— About this task —
Copy the records below verbatim, from the first line through the line containing "fn default() ->", inclusive, and output nothing else.

[Saved data entries]
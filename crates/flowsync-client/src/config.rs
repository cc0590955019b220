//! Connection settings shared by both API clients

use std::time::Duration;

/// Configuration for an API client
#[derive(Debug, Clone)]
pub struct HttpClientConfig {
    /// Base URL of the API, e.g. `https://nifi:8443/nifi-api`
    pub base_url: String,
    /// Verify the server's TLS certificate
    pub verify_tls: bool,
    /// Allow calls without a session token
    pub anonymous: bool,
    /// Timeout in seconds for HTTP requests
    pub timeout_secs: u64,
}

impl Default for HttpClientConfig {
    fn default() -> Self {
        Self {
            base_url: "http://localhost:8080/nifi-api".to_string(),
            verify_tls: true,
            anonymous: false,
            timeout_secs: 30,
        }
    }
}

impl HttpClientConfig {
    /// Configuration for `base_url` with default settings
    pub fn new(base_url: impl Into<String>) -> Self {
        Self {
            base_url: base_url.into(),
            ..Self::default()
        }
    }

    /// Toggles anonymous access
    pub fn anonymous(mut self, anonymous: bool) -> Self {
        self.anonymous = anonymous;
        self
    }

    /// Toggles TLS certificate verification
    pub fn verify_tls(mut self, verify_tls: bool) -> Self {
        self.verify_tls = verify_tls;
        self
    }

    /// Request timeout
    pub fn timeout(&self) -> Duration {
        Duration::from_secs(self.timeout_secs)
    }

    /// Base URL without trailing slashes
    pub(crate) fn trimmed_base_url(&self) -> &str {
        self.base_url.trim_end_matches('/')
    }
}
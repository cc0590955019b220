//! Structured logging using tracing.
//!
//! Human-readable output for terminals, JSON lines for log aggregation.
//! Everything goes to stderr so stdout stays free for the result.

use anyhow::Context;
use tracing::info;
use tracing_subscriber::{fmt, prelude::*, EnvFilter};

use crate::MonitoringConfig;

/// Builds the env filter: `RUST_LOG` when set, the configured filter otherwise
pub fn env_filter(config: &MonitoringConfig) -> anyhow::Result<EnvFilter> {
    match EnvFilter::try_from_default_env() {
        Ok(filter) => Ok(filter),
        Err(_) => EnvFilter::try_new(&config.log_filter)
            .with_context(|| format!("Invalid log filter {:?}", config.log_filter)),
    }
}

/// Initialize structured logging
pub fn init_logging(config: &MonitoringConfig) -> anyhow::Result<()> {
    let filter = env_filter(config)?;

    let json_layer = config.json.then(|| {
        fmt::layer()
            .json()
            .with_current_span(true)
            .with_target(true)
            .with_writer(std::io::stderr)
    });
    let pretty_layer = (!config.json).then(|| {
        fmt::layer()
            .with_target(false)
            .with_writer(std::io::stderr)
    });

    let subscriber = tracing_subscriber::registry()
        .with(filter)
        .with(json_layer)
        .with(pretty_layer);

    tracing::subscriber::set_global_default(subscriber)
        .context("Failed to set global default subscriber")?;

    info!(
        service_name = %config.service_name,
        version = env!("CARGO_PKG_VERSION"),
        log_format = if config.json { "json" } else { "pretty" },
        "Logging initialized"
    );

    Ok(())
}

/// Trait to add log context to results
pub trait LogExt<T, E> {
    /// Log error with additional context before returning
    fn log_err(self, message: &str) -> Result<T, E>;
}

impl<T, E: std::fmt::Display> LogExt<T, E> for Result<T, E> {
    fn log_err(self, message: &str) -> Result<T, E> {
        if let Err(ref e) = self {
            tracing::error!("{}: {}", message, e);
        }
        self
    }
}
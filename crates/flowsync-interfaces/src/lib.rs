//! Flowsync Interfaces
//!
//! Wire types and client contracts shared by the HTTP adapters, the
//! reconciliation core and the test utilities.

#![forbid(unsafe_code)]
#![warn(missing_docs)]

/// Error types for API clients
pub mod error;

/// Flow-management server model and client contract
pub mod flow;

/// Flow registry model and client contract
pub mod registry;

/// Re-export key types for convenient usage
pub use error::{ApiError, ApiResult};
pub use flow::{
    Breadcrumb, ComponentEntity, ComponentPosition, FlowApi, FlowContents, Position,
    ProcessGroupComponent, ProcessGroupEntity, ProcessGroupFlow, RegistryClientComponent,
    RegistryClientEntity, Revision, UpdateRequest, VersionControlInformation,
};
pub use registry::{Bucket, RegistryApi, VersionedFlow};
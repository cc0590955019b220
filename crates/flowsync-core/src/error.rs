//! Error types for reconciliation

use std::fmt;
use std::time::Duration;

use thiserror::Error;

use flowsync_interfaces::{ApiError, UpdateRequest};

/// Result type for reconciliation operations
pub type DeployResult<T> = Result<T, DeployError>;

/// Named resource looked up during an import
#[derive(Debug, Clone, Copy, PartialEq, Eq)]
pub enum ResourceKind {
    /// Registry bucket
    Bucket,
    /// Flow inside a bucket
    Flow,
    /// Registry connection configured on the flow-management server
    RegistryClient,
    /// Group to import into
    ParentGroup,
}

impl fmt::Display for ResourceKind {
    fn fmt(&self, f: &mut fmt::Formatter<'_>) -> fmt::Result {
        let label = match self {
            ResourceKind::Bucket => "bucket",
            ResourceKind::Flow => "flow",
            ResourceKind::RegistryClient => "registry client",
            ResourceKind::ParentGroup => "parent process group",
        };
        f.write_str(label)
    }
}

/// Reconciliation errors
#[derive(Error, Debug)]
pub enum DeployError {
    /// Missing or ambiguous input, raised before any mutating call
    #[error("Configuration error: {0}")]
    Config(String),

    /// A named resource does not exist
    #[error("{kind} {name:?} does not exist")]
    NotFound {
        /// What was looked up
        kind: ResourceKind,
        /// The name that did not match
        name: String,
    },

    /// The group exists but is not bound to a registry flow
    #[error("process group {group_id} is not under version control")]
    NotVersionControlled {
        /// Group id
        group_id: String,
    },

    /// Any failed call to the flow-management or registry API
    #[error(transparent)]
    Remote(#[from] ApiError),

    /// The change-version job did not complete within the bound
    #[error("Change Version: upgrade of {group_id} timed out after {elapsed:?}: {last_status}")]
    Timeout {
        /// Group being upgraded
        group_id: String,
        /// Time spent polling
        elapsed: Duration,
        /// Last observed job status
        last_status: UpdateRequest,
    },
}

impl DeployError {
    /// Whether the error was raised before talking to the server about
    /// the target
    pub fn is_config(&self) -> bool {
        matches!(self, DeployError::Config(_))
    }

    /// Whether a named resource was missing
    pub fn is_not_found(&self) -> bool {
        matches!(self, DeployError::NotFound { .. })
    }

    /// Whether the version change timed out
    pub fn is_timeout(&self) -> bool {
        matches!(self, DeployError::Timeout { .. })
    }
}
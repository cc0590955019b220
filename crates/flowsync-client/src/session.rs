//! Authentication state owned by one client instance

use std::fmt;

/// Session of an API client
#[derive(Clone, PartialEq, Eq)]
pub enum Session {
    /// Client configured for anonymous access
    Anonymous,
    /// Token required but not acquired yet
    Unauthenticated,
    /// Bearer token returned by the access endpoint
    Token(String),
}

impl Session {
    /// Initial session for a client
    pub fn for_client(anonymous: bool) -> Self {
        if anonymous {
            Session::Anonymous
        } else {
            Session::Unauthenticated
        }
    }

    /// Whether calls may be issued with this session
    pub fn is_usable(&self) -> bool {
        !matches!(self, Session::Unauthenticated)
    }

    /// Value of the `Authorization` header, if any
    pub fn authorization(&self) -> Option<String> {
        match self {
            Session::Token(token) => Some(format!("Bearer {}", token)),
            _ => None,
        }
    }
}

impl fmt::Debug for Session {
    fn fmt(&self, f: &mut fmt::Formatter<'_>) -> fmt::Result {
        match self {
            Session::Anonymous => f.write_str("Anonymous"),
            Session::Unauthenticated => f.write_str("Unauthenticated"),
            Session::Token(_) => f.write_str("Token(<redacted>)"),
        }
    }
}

— Completed task —
filename crates/flowsync-client/src/config.rs
repository cc0590955019b220
//! Connection settings shared by both API clients

use std::time::Duration;

/// Configuration for an API client
#[derive(Debug, Clone)]
pub struct HttpClientConfig {
    /// Base URL of the API, e.g. `https://nifi:8443/nifi-api`
    pub base_url: String,
    /// Verify the server's TLS certificate
    pub verify_tls: bool,
    /// Allow calls without a session token
    pub anonymous: bool,
    /// Timeout in seconds for HTTP requests
    pub timeout_secs: u64,
}

impl Default for HttpClientConfig {
    fn default() -> Self {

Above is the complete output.